----- Record excerpts -----

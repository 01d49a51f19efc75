//! # Rebalancing Strategies
//!
//! A strategy turns the agreed liquidity graph plus the transfers already in flight
//! into a new set of transfers.
//!
//! ## Determinism
//!
//! Every oracle runs the strategy on its own after the Outcome is agreed, and the
//! resulting reports only reach quorum if all honest oracles produce identical
//! transfer sets. Implementations must therefore be pure functions of their
//! inputs: no wall clock, no unseeded randomness, no iteration over unordered
//! collections. The graph already hands out networks and edges in sorted order.

pub mod bidirectional_split;
pub mod greedy_max;
pub mod random;
pub mod target_min;

use std::sync::Arc;

use anyhow::Result;
use ethers::types::U256;
use serde::Deserialize;
use thiserror::Error;

use crate::graph::{GraphError, LiquidityGraph};
use crate::models::{NetworkSelector, PendingTransfer, Transfer};
use crate::settings::PluginSettings;

pub use bidirectional_split::BidirectionalSplit;
pub use greedy_max::GreedyMax;
pub use random::DeterministicRandom;
pub use target_min::TargetMin;

pub trait RebalancingStrategy: Send + Sync {
    fn name(&self) -> &'static str;

    fn compute_transfers_to_balance(
        &self,
        graph: &LiquidityGraph,
        pending: &[PendingTransfer],
    ) -> Result<Vec<Transfer>>;
}

#[derive(Debug, Error, PartialEq, Eq)]
pub enum StrategyError {
    #[error("empty graph")]
    EmptyGraph,
}

/// Strategy selection as written in the settings file.
#[derive(Debug, Clone, Copy, PartialEq, Eq, Deserialize)]
#[serde(rename_all = "snake_case")]
pub enum StrategyKind {
    GreedyMax,
    BidirectionalSplit,
    Random,
    TargetMin,
}

impl Default for StrategyKind {
    fn default() -> Self {
        StrategyKind::GreedyMax
    }
}

impl StrategyKind {
    pub fn build(&self, settings: &PluginSettings) -> Arc<dyn RebalancingStrategy> {
        match self {
            StrategyKind::GreedyMax => Arc::new(GreedyMax),
            StrategyKind::BidirectionalSplit => Arc::new(BidirectionalSplit),
            StrategyKind::Random => {
                Arc::new(DeterministicRandom::new(settings.random_max_transfers))
            }
            StrategyKind::TargetMin => Arc::new(settings.target_min.build()),
        }
    }
}

/// Liquidity of a network the caller obtained from the graph itself; a missing
/// vertex at this point means the graph changed under us.
pub(crate) fn liquidity_or_zero(graph: &LiquidityGraph, network: NetworkSelector) -> Result<U256> {
    match graph.get_liquidity(network) {
        Ok(liquidity) => Ok(liquidity.unwrap_or_default()),
        Err(GraphError::UnknownNetwork(n)) => Err(GraphError::InternalConsistency(format!(
            "network {} disappeared while computing transfers",
            n
        ))
        .into()),
        Err(e) => Err(e.into()),
    }
}
//! # Cached Value
//!
//! [`PeriodicRefresher`] keeps the latest result of an async fetch (typically an
//! on-chain read) and refreshes it on a jittered fixed interval in a background
//! tokio task.
//!
//! `start` and `stop` each take effect exactly once. `stop` cancels the task
//! through its `CancellationToken` and waits for the loop to exit, so no fetch
//! result is stored after `stop` returns.

use std::future::Future;
use std::pin::Pin;
use std::sync::atomic::{AtomicBool, Ordering};
use std::sync::{Arc, Mutex, PoisonError};
use std::time::Duration;

use anyhow::Result;
use arc_swap::ArcSwapOption;
use log::{debug, warn};
use rand::Rng;
use tokio::task::JoinHandle;
use tokio::time::MissedTickBehavior;
use tokio_util::sync::CancellationToken;

pub type FetchFuture<T> = Pin<Box<dyn Future<Output = Result<T>> + Send>>;
pub type FetchFn<T> = Arc<dyn Fn() -> FetchFuture<T> + Send + Sync>;

pub struct PeriodicRefresher<T> {
    name: String,
    interval: Duration,
    jitter: Duration,
    fetch: FetchFn<T>,
    value: Arc<ArcSwapOption<T>>,
    started: AtomicBool,
    stopped: AtomicBool,
    cancel: CancellationToken,
    handle: Mutex<Option<JoinHandle<()>>>,
}

fn jittered(jitter: Duration) -> Duration {
    let max_ms = jitter.as_millis() as u64;
    if max_ms == 0 {
        return Duration::ZERO;
    }
    Duration::from_millis(rand::thread_rng().gen_range(0..=max_ms))
}

impl<T: Send + Sync + 'static> PeriodicRefresher<T> {
    pub fn new(name: impl Into<String>, interval: Duration, jitter: Duration, fetch: FetchFn<T>) -> Self {
        Self {
            name: name.into(),
            interval: interval.max(Duration::from_millis(1)),
            jitter,
            fetch,
            value: Arc::new(ArcSwapOption::empty()),
            started: AtomicBool::new(false),
            stopped: AtomicBool::new(false),
            cancel: CancellationToken::new(),
            handle: Mutex::new(None),
        }
    }

    /// Latest successfully fetched value, `None` before the first success.
    pub fn get(&self) -> Option<Arc<T>> {
        self.value.load_full()
    }

    /// Fetches once in the caller's task and stores the result.
    pub async fn refresh_now(&self) -> Result<Arc<T>> {
        let fresh = Arc::new((self.fetch)().await?);
        self.value.store(Some(fresh.clone()));
        Ok(fresh)
    }

    /// Spawns the refresh loop. Returns `false` if it was already started.
    pub fn start(&self) -> bool {
        if self.started.swap(true, Ordering::SeqCst) {
            return false;
        }

        let name = self.name.clone();
        let interval = self.interval;
        let jitter = self.jitter;
        let fetch = self.fetch.clone();
        let value = self.value.clone();
        let cancel = self.cancel.clone();

        let handle = tokio::spawn(async move {
            let mut ticker = tokio::time::interval(interval);
            ticker.set_missed_tick_behavior(MissedTickBehavior::Delay);

            loop {
                tokio::select! {
                    _ = cancel.cancelled() => break,
                    _ = ticker.tick() => {}
                }

                let delay = jittered(jitter);
                if !delay.is_zero() {
                    tokio::select! {
                        _ = cancel.cancelled() => break,
                        _ = tokio::time::sleep(delay) => {}
                    }
                }

                let fetched = tokio::select! {
                    _ = cancel.cancelled() => break,
                    fetched = fetch() => fetched,
                };
                match fetched {
                    Ok(v) => value.store(Some(Arc::new(v))),
                    Err(e) => warn!("⚠️ Refresh of {} failed: {:#}", name, e),
                }
            }
            debug!("Refresher {} stopped", name);
        });

        *self.handle.lock().unwrap_or_else(PoisonError::into_inner) = Some(handle);
        true
    }

    /// Cancels the loop and waits for it to exit. Returns `false` if it was never
    /// started or already stopped.
    pub async fn stop(&self) -> bool {
        if !self.started.load(Ordering::SeqCst) || self.stopped.swap(true, Ordering::SeqCst) {
            return false;
        }
        self.cancel.cancel();

        let handle = self
            .handle
            .lock()
            .unwrap_or_else(PoisonError::into_inner)
            .take();
        if let Some(handle) = handle {
            if let Err(e) = handle.await {
                warn!("⚠️ Refresher {} task ended abnormally: {}", self.name, e);
            }
        }
        true
    }
}

#[cfg(test)]
mod tests {
    use super::*;
    use std::sync::atomic::AtomicU64;

    fn counting_fetch(counter: Arc<AtomicU64>) -> FetchFn<u64> {
        Arc::new(move || {
            let counter = counter.clone();
            Box::pin(async move { Ok(counter.fetch_add(1, Ordering::SeqCst) + 1) }) as FetchFuture<u64>
        })
    }

    #[tokio::test]
    async fn refresh_now_stores_value() {
        let counter = Arc::new(AtomicU64::new(0));
        let refresher = PeriodicRefresher::new(
            "test",
            Duration::from_secs(60),
            Duration::ZERO,
            counting_fetch(counter),
        );
        assert!(refresher.get().is_none());
        assert_eq!(*refresher.refresh_now().await.unwrap(), 1);
        assert_eq!(refresher.get().map(|v| *v), Some(1));
    }

    #[tokio::test]
    async fn start_and_stop_take_effect_once() {
        let counter = Arc::new(AtomicU64::new(0));
        let refresher = PeriodicRefresher::new(
            "test",
            Duration::from_millis(10),
            Duration::from_millis(2),
            counting_fetch(counter.clone()),
        );

        assert!(!refresher.stop().await);
        assert!(refresher.start());
        assert!(!refresher.start());

        tokio::time::sleep(Duration::from_millis(150)).await;
        assert!(counter.load(Ordering::SeqCst) >= 2);
        assert!(refresher.get().is_some());

        assert!(refresher.stop().await);
        assert!(!refresher.stop().await);

        let after_stop = counter.load(Ordering::SeqCst);
        tokio::time::sleep(Duration::from_millis(50)).await;
        assert_eq!(counter.load(Ordering::SeqCst), after_stop);
        assert!(!refresher.start());
    }

    #[tokio::test]
    async fn failed_fetch_keeps_previous_value() {
        let calls = Arc::new(AtomicU64::new(0));
        let c = calls.clone();
        let fetch: FetchFn<u64> = Arc::new(move || {
            let n = c.fetch_add(1, Ordering::SeqCst);
            Box::pin(async move {
                if n == 0 {
                    Ok(7u64)
                } else {
                    Err(anyhow::anyhow!("rpc down"))
                }
            }) as FetchFuture<u64>
        });
        let refresher = PeriodicRefresher::new("test", Duration::from_millis(5), Duration::ZERO, fetch);

        refresher.refresh_now().await.unwrap();
        refresher.start();
        tokio::time::sleep(Duration::from_millis(40)).await;
        refresher.stop().await;

        assert!(calls.load(Ordering::SeqCst) >= 2);
        assert_eq!(refresher.get().map(|v| *v), Some(7));
    }
}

-----

Your objective: Beginning at the first line of the data above, retype each line until you reach the line containing "iteration over unordered", and include that one too. Add nothing else.

Response area:
repository 01d49a51f19efc75
//! # Rebalancing Strategies
//!
//! A strategy turns the agreed liquidity graph plus the transfers already in flight
//! into a new set of transfers.
//!
//! ## Determinism
//!
//! Every oracle runs the strategy on its own after the Outcome is agreed, and the
//! resulting reports only reach quorum if all honest oracles produce identical
//! transfer sets. Implementations must therefore be pure functions of their
//! inputs: no wall clock, no unseeded randomness, no iteration over unordered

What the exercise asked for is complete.